Exactly as written, copy the lines that run from the start of the data below to the line containing "let log = Log::default();", both ends included.

━━ Material supplied ━━

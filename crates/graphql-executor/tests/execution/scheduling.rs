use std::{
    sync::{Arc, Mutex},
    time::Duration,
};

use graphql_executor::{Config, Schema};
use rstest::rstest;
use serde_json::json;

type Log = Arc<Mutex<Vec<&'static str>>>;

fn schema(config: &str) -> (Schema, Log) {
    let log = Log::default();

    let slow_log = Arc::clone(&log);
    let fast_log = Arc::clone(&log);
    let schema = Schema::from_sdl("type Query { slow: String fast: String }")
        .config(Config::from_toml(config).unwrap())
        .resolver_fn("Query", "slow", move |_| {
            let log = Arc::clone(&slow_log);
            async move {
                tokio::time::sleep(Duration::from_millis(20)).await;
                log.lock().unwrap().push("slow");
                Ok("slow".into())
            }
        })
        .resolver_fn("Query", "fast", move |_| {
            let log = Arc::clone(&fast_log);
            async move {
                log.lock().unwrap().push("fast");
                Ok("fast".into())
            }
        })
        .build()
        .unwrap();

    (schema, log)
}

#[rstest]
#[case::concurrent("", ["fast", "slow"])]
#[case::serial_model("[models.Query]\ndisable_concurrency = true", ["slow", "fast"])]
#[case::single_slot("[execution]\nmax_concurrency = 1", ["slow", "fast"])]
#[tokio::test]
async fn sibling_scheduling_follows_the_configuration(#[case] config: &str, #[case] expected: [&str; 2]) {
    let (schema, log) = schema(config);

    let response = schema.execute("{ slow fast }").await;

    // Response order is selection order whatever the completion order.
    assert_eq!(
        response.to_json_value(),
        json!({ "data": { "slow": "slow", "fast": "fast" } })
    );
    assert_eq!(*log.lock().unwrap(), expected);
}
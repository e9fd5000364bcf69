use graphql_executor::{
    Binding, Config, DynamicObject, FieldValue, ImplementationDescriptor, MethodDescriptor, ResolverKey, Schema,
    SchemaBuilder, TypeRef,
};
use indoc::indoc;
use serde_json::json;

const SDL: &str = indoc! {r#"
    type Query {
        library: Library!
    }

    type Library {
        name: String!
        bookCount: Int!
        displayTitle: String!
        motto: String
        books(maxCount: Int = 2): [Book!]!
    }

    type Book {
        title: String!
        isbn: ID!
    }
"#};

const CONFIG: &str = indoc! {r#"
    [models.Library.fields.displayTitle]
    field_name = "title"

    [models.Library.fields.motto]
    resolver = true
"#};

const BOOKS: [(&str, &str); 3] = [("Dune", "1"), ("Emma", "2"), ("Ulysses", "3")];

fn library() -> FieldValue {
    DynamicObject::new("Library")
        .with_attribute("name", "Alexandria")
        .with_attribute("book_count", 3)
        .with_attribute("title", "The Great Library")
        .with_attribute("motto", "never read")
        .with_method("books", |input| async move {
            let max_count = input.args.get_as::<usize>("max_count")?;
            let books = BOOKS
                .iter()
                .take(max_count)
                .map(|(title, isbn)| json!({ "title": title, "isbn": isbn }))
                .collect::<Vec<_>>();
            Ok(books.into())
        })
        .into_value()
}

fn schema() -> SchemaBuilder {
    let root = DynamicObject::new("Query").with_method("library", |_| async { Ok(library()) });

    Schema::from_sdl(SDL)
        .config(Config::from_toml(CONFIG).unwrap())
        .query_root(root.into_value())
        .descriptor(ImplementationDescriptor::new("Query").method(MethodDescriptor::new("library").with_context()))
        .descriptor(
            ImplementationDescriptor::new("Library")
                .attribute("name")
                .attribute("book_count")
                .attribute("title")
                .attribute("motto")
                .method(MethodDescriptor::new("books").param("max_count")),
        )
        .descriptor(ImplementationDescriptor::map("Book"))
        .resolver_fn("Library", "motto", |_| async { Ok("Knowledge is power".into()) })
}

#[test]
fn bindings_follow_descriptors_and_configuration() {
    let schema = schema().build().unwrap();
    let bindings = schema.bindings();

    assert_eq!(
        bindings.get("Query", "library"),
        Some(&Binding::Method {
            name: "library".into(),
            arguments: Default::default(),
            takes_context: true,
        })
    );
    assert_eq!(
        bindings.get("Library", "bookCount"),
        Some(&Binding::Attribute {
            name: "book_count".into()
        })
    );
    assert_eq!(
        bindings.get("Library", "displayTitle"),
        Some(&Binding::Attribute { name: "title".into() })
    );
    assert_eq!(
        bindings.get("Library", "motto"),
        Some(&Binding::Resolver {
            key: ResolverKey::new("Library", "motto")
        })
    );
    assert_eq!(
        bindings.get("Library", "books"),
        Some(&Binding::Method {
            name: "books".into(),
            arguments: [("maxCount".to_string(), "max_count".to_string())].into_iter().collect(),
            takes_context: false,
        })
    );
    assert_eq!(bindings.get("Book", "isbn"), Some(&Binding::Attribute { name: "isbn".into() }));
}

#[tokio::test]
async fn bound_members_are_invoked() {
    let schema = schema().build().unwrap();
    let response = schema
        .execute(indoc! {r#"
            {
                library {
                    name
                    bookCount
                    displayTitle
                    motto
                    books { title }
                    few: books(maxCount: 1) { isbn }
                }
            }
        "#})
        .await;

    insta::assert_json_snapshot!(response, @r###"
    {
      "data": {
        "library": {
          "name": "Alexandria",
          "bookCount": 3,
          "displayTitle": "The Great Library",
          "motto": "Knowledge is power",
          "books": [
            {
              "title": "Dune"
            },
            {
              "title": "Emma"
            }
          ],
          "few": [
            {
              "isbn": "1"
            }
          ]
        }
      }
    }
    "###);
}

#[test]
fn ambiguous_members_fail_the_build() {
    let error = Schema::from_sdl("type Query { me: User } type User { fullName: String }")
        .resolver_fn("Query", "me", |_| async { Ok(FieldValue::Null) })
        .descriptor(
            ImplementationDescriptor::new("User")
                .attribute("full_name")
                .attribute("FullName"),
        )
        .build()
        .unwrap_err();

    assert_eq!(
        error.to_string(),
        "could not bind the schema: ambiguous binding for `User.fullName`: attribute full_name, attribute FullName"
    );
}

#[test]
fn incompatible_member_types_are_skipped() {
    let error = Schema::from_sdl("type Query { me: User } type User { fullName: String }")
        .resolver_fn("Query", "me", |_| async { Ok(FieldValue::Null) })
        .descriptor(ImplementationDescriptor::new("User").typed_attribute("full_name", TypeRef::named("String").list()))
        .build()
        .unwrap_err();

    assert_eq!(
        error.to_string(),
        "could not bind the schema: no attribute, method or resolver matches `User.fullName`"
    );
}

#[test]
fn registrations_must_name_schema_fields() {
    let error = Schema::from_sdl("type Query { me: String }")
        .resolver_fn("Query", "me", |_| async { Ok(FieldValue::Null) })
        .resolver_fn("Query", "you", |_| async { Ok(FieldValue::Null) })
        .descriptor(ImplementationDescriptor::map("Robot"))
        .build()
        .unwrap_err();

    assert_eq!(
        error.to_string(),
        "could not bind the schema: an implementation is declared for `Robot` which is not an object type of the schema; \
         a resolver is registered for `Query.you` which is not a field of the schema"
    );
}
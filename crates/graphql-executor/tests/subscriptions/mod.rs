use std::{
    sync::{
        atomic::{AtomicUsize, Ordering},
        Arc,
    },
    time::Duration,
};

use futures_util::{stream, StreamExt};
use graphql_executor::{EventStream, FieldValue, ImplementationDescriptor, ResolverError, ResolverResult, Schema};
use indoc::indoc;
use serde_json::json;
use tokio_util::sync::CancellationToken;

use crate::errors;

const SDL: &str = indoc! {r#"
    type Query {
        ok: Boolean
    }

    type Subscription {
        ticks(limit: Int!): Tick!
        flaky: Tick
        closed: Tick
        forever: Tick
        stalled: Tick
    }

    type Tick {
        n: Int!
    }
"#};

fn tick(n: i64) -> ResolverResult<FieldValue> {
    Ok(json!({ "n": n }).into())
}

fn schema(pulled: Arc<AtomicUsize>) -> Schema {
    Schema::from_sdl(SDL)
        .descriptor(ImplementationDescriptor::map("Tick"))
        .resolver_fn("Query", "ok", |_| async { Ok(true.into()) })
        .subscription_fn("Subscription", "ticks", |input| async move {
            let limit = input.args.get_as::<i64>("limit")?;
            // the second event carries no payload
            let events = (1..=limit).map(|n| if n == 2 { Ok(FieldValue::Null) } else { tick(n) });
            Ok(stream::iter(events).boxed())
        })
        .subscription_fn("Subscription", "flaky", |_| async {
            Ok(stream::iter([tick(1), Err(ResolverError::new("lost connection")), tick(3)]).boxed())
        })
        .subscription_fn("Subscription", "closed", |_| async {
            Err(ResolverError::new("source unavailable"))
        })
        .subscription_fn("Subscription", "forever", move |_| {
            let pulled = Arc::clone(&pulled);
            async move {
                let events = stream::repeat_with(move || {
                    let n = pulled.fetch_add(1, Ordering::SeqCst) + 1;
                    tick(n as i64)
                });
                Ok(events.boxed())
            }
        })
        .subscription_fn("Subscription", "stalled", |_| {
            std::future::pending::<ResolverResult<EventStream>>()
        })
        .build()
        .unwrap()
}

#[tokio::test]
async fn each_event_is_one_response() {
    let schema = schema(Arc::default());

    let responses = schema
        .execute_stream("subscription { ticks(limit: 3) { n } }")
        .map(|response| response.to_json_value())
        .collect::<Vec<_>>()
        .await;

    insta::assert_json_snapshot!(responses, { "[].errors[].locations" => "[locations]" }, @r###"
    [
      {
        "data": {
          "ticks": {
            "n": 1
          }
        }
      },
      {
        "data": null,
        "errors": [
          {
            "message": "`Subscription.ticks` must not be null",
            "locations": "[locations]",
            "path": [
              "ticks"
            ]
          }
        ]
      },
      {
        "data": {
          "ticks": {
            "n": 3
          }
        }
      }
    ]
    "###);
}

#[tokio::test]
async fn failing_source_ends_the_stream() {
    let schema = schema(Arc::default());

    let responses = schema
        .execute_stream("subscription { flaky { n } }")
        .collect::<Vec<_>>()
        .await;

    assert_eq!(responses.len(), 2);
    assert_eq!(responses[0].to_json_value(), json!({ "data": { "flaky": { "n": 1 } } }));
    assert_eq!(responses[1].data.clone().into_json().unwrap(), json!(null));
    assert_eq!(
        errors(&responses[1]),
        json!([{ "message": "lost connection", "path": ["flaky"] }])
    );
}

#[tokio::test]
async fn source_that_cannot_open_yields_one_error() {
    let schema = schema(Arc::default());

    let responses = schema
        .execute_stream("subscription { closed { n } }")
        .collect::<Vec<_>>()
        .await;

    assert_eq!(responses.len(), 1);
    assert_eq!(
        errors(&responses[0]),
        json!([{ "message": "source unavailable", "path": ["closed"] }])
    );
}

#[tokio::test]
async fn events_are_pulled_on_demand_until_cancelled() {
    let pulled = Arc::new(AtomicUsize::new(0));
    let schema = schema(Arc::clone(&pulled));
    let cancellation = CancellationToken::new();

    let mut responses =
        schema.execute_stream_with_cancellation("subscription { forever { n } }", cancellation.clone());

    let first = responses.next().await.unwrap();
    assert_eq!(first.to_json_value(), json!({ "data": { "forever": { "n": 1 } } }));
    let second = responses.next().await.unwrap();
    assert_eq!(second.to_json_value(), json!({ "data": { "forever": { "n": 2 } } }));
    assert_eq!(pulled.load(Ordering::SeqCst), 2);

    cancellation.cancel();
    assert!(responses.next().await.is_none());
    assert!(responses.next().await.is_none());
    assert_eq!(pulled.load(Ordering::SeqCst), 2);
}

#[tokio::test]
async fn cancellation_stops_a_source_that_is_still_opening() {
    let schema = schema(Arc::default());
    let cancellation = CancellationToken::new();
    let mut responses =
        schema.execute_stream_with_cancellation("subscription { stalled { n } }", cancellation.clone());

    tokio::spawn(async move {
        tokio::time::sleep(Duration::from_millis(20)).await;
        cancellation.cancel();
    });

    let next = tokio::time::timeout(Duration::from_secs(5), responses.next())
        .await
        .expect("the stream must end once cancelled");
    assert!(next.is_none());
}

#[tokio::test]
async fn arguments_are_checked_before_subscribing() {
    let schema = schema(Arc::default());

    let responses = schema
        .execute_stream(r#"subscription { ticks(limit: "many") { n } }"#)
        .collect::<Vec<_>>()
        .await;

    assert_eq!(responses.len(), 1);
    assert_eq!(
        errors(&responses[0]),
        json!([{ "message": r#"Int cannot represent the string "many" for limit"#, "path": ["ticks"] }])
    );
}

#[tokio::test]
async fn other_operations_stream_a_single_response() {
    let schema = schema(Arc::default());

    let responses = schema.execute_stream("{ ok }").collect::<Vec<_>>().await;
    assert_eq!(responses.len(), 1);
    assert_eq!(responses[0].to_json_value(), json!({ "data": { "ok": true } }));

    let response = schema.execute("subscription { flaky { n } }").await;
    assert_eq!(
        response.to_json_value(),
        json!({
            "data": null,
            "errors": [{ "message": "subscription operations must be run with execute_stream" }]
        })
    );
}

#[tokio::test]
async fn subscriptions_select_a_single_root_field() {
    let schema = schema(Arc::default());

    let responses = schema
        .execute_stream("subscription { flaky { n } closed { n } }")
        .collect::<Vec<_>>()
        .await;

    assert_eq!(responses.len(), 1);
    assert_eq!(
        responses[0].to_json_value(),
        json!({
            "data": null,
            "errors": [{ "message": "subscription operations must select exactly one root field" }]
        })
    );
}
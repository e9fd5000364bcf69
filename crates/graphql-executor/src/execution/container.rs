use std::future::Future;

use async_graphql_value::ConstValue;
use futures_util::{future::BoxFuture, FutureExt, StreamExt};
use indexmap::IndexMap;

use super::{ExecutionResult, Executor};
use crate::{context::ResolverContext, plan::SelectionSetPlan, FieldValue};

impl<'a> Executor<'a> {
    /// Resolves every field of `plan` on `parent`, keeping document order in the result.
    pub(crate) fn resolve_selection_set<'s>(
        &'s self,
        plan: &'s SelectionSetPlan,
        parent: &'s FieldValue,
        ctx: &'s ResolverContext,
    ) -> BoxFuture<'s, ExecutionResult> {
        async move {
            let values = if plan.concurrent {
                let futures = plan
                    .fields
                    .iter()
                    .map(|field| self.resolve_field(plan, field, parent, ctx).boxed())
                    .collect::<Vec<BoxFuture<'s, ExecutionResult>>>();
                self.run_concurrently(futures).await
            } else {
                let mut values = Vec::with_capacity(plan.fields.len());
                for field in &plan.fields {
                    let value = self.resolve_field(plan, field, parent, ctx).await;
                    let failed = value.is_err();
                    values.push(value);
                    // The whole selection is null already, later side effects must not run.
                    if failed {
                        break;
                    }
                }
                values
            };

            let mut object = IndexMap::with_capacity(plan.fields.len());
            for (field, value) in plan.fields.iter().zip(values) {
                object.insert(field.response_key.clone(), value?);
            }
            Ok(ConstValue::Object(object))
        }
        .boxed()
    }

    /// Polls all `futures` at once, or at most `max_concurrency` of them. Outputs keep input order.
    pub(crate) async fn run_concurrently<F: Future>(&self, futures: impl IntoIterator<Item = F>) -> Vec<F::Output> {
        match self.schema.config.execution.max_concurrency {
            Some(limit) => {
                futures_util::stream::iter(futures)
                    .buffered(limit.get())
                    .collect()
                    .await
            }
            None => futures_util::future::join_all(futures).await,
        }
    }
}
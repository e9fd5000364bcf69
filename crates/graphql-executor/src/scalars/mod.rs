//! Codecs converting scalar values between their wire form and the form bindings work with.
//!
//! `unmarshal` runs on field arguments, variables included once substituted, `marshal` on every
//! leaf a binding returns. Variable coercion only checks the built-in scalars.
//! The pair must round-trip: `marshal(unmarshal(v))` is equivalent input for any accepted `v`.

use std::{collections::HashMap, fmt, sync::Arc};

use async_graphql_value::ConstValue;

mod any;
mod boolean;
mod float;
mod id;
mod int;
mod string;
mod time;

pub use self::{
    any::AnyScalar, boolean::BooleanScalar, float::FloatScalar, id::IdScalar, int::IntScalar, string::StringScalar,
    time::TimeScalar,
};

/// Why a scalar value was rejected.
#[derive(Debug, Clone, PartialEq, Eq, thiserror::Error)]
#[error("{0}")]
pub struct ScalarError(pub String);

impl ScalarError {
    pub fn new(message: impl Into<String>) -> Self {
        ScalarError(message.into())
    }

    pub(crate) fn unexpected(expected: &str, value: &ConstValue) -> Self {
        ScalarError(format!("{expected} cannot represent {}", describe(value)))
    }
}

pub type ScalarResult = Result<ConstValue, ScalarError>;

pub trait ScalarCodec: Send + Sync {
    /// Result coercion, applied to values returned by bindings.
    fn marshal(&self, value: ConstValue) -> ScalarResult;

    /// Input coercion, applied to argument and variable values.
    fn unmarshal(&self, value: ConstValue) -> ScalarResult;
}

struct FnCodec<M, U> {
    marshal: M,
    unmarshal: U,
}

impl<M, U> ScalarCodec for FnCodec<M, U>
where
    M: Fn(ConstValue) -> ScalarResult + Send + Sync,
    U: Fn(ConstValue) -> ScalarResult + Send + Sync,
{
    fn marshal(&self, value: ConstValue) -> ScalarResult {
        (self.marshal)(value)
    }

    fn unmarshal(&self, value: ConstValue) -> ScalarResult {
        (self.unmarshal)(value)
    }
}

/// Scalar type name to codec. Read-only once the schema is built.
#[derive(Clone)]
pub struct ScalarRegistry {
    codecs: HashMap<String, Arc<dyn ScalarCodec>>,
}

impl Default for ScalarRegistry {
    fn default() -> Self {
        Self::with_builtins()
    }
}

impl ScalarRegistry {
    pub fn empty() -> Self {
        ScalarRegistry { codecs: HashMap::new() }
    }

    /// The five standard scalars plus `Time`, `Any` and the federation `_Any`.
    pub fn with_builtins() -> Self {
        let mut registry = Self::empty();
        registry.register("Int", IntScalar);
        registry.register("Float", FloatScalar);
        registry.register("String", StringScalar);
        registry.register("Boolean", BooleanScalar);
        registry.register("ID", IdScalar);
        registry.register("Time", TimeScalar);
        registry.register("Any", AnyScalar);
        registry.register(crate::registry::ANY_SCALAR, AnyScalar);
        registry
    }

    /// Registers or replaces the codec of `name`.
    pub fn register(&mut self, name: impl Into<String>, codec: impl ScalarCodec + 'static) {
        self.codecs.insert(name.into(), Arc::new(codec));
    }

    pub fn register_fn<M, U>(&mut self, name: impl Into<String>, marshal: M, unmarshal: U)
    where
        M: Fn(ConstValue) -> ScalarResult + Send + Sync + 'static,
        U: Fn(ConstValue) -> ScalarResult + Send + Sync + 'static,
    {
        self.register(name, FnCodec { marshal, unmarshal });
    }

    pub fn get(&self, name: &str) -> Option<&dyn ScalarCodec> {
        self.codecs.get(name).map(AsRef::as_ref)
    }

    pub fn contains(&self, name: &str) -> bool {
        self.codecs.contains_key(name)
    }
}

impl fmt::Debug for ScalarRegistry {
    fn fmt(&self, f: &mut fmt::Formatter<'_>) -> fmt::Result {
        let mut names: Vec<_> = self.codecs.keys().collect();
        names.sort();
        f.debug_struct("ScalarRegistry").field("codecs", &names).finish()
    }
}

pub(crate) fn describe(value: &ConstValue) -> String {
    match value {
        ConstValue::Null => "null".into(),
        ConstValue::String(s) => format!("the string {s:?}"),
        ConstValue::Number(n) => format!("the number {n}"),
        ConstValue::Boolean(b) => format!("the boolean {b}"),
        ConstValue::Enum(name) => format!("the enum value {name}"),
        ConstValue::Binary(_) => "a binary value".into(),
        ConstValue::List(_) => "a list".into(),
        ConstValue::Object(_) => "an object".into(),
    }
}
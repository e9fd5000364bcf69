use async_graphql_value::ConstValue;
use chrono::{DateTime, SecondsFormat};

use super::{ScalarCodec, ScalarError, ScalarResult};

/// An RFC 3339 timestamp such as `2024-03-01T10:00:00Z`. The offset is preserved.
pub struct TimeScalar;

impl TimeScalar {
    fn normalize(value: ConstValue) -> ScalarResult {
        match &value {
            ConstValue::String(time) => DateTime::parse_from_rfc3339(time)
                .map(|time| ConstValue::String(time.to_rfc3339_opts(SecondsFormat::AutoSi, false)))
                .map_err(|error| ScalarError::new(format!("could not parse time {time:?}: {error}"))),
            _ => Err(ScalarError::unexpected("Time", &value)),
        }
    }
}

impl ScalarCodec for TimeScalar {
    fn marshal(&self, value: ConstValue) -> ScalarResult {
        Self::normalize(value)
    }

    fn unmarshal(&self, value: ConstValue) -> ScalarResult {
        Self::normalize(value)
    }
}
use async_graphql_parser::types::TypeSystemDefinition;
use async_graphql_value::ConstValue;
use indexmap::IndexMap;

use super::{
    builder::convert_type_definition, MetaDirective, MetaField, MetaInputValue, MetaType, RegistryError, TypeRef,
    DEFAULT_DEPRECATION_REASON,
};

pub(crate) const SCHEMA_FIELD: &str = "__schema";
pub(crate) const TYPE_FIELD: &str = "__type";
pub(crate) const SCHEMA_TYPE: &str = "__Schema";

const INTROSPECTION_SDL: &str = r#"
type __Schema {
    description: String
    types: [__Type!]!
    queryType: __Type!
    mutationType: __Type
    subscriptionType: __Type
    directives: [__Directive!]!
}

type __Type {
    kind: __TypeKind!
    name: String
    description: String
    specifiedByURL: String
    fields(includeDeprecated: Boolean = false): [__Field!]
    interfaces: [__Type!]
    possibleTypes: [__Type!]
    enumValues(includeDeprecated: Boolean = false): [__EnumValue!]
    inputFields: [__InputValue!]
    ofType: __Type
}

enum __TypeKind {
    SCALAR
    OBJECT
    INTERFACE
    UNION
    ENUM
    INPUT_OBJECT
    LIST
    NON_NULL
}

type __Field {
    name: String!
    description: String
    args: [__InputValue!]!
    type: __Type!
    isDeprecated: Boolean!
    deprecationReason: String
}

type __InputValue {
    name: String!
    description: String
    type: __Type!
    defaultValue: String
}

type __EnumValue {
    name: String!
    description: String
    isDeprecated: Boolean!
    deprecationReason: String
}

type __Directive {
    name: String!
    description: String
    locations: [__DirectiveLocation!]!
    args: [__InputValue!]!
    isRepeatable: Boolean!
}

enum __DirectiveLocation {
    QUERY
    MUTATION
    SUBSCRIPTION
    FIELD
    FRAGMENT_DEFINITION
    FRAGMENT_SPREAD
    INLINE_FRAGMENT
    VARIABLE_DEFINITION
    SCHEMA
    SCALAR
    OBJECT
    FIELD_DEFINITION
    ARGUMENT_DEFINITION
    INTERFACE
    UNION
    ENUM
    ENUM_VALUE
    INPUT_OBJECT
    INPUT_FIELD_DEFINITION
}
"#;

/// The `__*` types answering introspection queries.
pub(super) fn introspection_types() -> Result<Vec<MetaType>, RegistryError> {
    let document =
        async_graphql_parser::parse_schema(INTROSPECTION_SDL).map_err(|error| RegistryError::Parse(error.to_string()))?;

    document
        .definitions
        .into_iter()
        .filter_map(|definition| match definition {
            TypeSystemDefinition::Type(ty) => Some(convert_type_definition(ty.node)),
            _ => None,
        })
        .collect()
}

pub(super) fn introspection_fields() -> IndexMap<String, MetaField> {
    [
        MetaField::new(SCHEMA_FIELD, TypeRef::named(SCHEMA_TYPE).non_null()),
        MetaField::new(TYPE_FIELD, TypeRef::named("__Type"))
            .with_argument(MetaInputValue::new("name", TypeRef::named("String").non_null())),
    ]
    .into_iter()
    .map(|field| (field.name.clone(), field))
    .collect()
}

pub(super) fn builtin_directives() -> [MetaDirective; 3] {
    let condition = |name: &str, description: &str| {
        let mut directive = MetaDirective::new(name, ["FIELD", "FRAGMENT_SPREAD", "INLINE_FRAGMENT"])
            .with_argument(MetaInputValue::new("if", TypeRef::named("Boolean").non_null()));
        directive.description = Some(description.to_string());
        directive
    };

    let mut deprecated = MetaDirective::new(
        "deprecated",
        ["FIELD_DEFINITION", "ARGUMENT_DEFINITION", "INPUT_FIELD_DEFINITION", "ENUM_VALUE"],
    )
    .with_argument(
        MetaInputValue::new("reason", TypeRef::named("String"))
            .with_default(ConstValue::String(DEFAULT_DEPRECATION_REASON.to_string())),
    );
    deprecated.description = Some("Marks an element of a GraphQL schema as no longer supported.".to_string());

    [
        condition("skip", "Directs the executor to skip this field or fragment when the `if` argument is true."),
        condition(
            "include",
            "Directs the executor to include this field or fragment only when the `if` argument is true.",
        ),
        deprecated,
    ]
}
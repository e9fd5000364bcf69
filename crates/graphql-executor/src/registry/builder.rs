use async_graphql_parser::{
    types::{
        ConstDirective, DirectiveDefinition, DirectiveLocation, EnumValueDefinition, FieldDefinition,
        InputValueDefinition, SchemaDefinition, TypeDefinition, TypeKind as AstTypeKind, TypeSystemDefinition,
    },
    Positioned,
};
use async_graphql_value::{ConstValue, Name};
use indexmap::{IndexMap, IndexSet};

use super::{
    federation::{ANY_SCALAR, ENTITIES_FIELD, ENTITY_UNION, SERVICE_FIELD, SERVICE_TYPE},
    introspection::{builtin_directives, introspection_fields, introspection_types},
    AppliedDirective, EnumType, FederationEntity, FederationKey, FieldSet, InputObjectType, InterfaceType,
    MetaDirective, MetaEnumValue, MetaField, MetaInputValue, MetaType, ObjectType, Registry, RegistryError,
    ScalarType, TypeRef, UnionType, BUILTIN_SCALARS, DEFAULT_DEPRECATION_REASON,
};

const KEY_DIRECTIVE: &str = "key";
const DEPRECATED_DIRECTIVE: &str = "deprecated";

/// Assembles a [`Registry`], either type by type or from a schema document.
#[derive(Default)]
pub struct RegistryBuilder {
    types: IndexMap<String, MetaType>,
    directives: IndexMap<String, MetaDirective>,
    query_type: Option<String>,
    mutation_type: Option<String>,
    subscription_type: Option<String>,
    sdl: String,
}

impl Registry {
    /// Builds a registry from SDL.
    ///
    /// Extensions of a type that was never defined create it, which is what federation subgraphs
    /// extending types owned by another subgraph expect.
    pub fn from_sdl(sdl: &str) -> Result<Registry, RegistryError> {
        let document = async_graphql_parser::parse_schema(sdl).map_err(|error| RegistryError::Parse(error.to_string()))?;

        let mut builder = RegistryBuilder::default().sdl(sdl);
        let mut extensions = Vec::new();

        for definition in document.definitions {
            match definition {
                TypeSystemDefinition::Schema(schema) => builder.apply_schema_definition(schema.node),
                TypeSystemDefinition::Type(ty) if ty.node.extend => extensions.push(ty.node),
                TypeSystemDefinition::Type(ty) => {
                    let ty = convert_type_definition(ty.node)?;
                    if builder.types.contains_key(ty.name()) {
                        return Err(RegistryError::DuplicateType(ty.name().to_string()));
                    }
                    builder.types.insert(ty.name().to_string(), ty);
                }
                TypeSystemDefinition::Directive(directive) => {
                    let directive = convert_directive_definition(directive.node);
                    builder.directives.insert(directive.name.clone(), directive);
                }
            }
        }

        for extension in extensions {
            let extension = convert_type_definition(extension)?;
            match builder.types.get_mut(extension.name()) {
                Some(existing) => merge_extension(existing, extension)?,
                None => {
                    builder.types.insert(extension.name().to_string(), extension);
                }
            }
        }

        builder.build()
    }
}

━━━

### Exercise solution
filename crates/graphql-executor/tests/execution/scheduling.rs
use std::{
    sync::{Arc, Mutex},
    time::Duration,
};

use graphql_executor::{Config, Schema};
use rstest::rstest;
use serde_json::json;

type Log = Arc<Mutex<Vec<&'static str>>>;

fn schema(config: &str) -> (Schema, Log) {
    let log = Log::default();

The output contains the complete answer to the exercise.